[[ PROVIDED ENTRIES open ]]

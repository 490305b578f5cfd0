// ABOUTME: Environment configuration for the chat relay server
// ABOUTME: Parses ports, database URL, upstream bounds, relay, credit, title, and CORS settings
//
// SPDX-License-Identifier: MIT OR Apache-2.0
// Copyright (c) 2025 Pierre Fitness Intelligence

//! Environment-based configuration management

use std::env;
use std::str::FromStr;
use std::time::Duration;

use anyhow::{Context, Result};
use tracing::info;
use url::Url;

use crate::constants::{credit, ports, relay, titles, upstream};

/// Default database location
pub const DEFAULT_DATABASE_URL: &str = "sqlite:./data/chat_relay.db";
/// Default header carrying the verified user id
pub const DEFAULT_IDENTITY_HEADER: &str = "x-user-id";

/// Top-level server configuration
#[derive(Debug, Clone)]
pub struct ServerConfig {
    /// HTTP listen port
    pub http_port: u16,
    /// Database connection URL
    pub database_url: String,
    /// Upstream call bounds
    pub upstream: UpstreamConfig,
    /// Streaming relay settings
    pub relay: RelayConfig,
    /// Credit pre-check policy
    pub credit: CreditPolicy,
    /// Title generation settings
    pub titles: TitleGeneratorConfig,
    /// CORS settings
    pub cors: CorsConfig,
    /// Header name read by the trusted-header identity provider
    pub identity_header: String,
}

/// Time bounds for upstream provider calls
#[derive(Debug, Clone, PartialEq, Eq)]
pub struct UpstreamConfig {
    /// TCP/TLS connect bound
    pub connect_timeout: Duration,
    /// Whole-request bound for synchronous completions
    pub request_timeout: Duration,
    /// Whole-stream bound for streaming completions
    pub stream_timeout: Duration,
    /// Maximum silence between two upstream reads
    pub stream_idle_timeout: Duration,
}

impl Default for UpstreamConfig {
    fn default() -> Self {
        Self {
            connect_timeout: Duration::from_secs(upstream::DEFAULT_CONNECT_TIMEOUT_SECS),
            request_timeout: Duration::from_secs(upstream::DEFAULT_REQUEST_TIMEOUT_SECS),
            stream_timeout: Duration::from_secs(upstream::DEFAULT_STREAM_TIMEOUT_SECS),
            stream_idle_timeout: Duration::from_secs(upstream::DEFAULT_STREAM_IDLE_TIMEOUT_SECS),
        }
    }
}

/// Streaming relay settings
#[derive(Debug, Clone, Copy, PartialEq, Eq)]
pub struct RelayConfig {
    /// Capacity of the bounded client channel
    pub channel_capacity: usize,
    /// Whole-stream bound
    pub stream_timeout: Duration,
    /// Maximum silence between two upstream reads
    pub idle_timeout: Duration,
}

impl Default for RelayConfig {
    fn default() -> Self {
        Self {
            channel_capacity: relay::DEFAULT_CHANNEL_CAPACITY,
            stream_timeout: Duration::from_secs(upstream::DEFAULT_STREAM_TIMEOUT_SECS),
            idle_timeout: Duration::from_secs(upstream::DEFAULT_STREAM_IDLE_TIMEOUT_SECS),
        }
    }
}

/// Credit pre-check policy
#[derive(Debug, Clone, Copy, PartialEq, Eq)]
pub struct CreditPolicy {
    /// Units whose cost a balance must cover before a call is made
    pub min_viable_units: u64,
}

impl Default for CreditPolicy {
    fn default() -> Self {
        Self {
            min_viable_units: credit::DEFAULT_MIN_VIABLE_UNITS.unsigned_abs(),
        }
    }
}

/// Title generation model settings
#[derive(Clone, PartialEq, Eq)]
pub struct TitleGeneratorConfig {
    /// Bearer credential; titles fall back to defaults when absent
    pub api_key: Option<String>,
    /// OpenAI-compatible base URL
    pub base_url: String,
    /// Model name
    pub model: String,
}

impl Default for TitleGeneratorConfig {
    fn default() -> Self {
        Self {
            api_key: None,
            base_url: titles::DEFAULT_BASE_URL.to_owned(),
            model: titles::DEFAULT_MODEL.to_owned(),
        }
    }
}

impl std::fmt::Debug for TitleGeneratorConfig {
    fn fmt(&self, f: &mut std::fmt::Formatter<'_>) -> std::fmt::Result {
        f.debug_struct("TitleGeneratorConfig")
            .field("api_key", &self.api_key.as_ref().map(|_| "<redacted>"))
            .field("base_url", &self.base_url)
            .field("model", &self.model)
            .finish()
    }
}

/// CORS settings
#[derive(Debug, Clone, PartialEq, Eq)]
pub struct CorsConfig {
    /// Allowed origins; `*` allows any
    pub allowed_origins: Vec<String>,
}

impl Default for CorsConfig {
    fn default() -> Self {
        Self {
            allowed_origins: vec!["*".to_owned()],
        }
    }
}

impl ServerConfig {
    /// Load configuration from environment variables
    ///
    /// # Errors
    ///
    /// Returns an error if a variable is present but cannot be parsed, or if
    /// the resulting configuration fails validation.
    pub fn from_env() -> Result<Self> {
        info!("Loading configuration from environment variables");

        let stream_timeout = Duration::from_secs(env_parse_or(
            "UPSTREAM_STREAM_TIMEOUT_SECS",
            upstream::DEFAULT_STREAM_TIMEOUT_SECS,
        )?);
        let stream_idle_timeout = Duration::from_secs(env_parse_or(
            "UPSTREAM_STREAM_IDLE_TIMEOUT_SECS",
            upstream::DEFAULT_STREAM_IDLE_TIMEOUT_SECS,
        )?);

        let config = Self {
            http_port: env_parse_or("HTTP_PORT", ports::DEFAULT_HTTP_PORT)?,
            database_url: env_var_or("DATABASE_URL", DEFAULT_DATABASE_URL),
            upstream: UpstreamConfig {
                connect_timeout: Duration::from_secs(env_parse_or(
                    "UPSTREAM_CONNECT_TIMEOUT_SECS",
                    upstream::DEFAULT_CONNECT_TIMEOUT_SECS,
                )?),
                request_timeout: Duration::from_secs(env_parse_or(
                    "UPSTREAM_REQUEST_TIMEOUT_SECS",
                    upstream::DEFAULT_REQUEST_TIMEOUT_SECS,
                )?),
                stream_timeout,
                stream_idle_timeout,
            },
            relay: RelayConfig {
                channel_capacity: env_parse_or(
                    "RELAY_CHANNEL_CAPACITY",
                    relay::DEFAULT_CHANNEL_CAPACITY,
                )?,
                stream_timeout,
                idle_timeout: stream_idle_timeout,
            },
            credit: CreditPolicy {
                min_viable_units: env_parse_or(
                    "CREDIT_MIN_VIABLE_UNITS",
                    credit::DEFAULT_MIN_VIABLE_UNITS.unsigned_abs(),
                )?,
            },
            titles: TitleGeneratorConfig {
                api_key: env::var("TITLE_API_KEY").ok().filter(|k| !k.trim().is_empty()),
                base_url: env_var_or("TITLE_BASE_URL", titles::DEFAULT_BASE_URL),
                model: env_var_or("TITLE_MODEL", titles::DEFAULT_MODEL),
            },
            cors: CorsConfig {
                allowed_origins: parse_origins(&env_var_or("CORS_ALLOWED_ORIGINS", "*")),
            },
            identity_header: env_var_or("IDENTITY_HEADER", DEFAULT_IDENTITY_HEADER)
                .to_ascii_lowercase(),
        };

        config.validate()?;
        Ok(config)
    }

    /// Validate configuration values
    ///
    /// # Errors
    ///
    /// Returns an error describing the first invalid value.
    pub fn validate(&self) -> Result<()> {
        if self.relay.channel_capacity == 0 {
            return Err(anyhow::anyhow!("RELAY_CHANNEL_CAPACITY must be at least 1"));
        }
        if self.upstream.stream_idle_timeout.is_zero() || self.upstream.request_timeout.is_zero() {
            return Err(anyhow::anyhow!("Upstream timeouts must be greater than zero"));
        }
        Url::parse(&self.titles.base_url)
            .with_context(|| format!("Invalid TITLE_BASE_URL '{}'", self.titles.base_url))?;
        if self.identity_header.trim().is_empty() {
            return Err(anyhow::anyhow!("IDENTITY_HEADER must not be empty"));
        }
        Ok(())
    }

    /// Configuration summary for logging (without secrets)
    #[must_use]
    pub fn summary(&self) -> String {
        format!(
            "Chat Relay Configuration:\n\
             - HTTP Port: {}\n\
             - Database: {}\n\
             - Upstream timeouts: connect {}s, request {}s, stream {}s, idle {}s\n\
             - Relay channel capacity: {}\n\
             - Credit pre-check: {} units\n\
             - Title model: {} ({})\n\
             - CORS origins: {}",
            self.http_port,
            if self.database_url.contains(":memory:") {
                "SQLite (in-memory)"
            } else {
                "SQLite"
            },
            self.upstream.connect_timeout.as_secs(),
            self.upstream.request_timeout.as_secs(),
            self.upstream.stream_timeout.as_secs(),
            self.upstream.stream_idle_timeout.as_secs(),
            self.relay.channel_capacity,
            self.credit.min_viable_units,
            self.titles.model,
            if self.titles.api_key.is_some() {
                "Enabled"
            } else {
                "Disabled"
            },
            self.cors.allowed_origins.join(", "),
        )
    }
}

impl Default for ServerConfig {
    fn default() -> Self {
        Self {
            http_port: ports::DEFAULT_HTTP_PORT,
            database_url: DEFAULT_DATABASE_URL.to_owned(),
            upstream: UpstreamConfig::default(),
            relay: RelayConfig::default(),
            credit: CreditPolicy::default(),
            titles: TitleGeneratorConfig::default(),
            cors: CorsConfig::default(),
            identity_header: DEFAULT_IDENTITY_HEADER.to_owned(),
        }
    }
}

/// Get environment variable or default value
fn env_var_or(key: &str, default: &str) -> String {
    env::var(key).unwrap_or_else(|_| default.to_owned())
}

/// Parse an environment variable, using the default when it is unset
fn env_parse_or<T>(key: &str, default: T) -> Result<T>
where
    T: FromStr,
    T::Err: std::error::Error + Send + Sync + 'static,
{
    match env::var(key) {
        Ok(value) => value
            .trim()
            .parse()
            .with_context(|| format!("Invalid {key} value '{value}'")),
        Err(_) => Ok(default),
    }
}

/// Parse comma-separated CORS origins
fn parse_origins(origins_str: &str) -> Vec<String> {
    if origins_str.trim() == "*" {
        vec!["*".to_owned()]
    } else {
        origins_str
            .split(',')
            .map(|s| s.trim().to_owned())
            .filter(|s| !s.is_empty())
            .collect()
    }
}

[[ PROVIDED ENTRIES closed ]]

## [WHAT IS BEING ASKED]
Return, word for word, every line from the top of the entries down to the line that holds "Database connection URL", both included.

## [RESULT]
repository 490305b578f5cfd0
// ABOUTME: Environment configuration for the chat relay server
// ABOUTME: Parses ports, database URL, upstream bounds, relay, credit, title, and CORS settings
//
// SPDX-License-Identifier: MIT OR Apache-2.0
// Copyright (c) 2025 Pierre Fitness Intelligence

//! Environment-based configuration management

use std::env;
use std::str::FromStr;
use std::time::Duration;

use anyhow::{Context, Result};
use tracing::info;
use url::Url;

use crate::constants::{credit, ports, relay, titles, upstream};

/// Default database location
pub const DEFAULT_DATABASE_URL: &str = "sqlite:./data/chat_relay.db";
/// Default header carrying the verified user id
pub const DEFAULT_IDENTITY_HEADER: &str = "x-user-id";

/// Top-level server configuration
#[derive(Debug, Clone)]
pub struct ServerConfig {
    /// HTTP listen port
    pub http_port: u16,
    /// Database connection URL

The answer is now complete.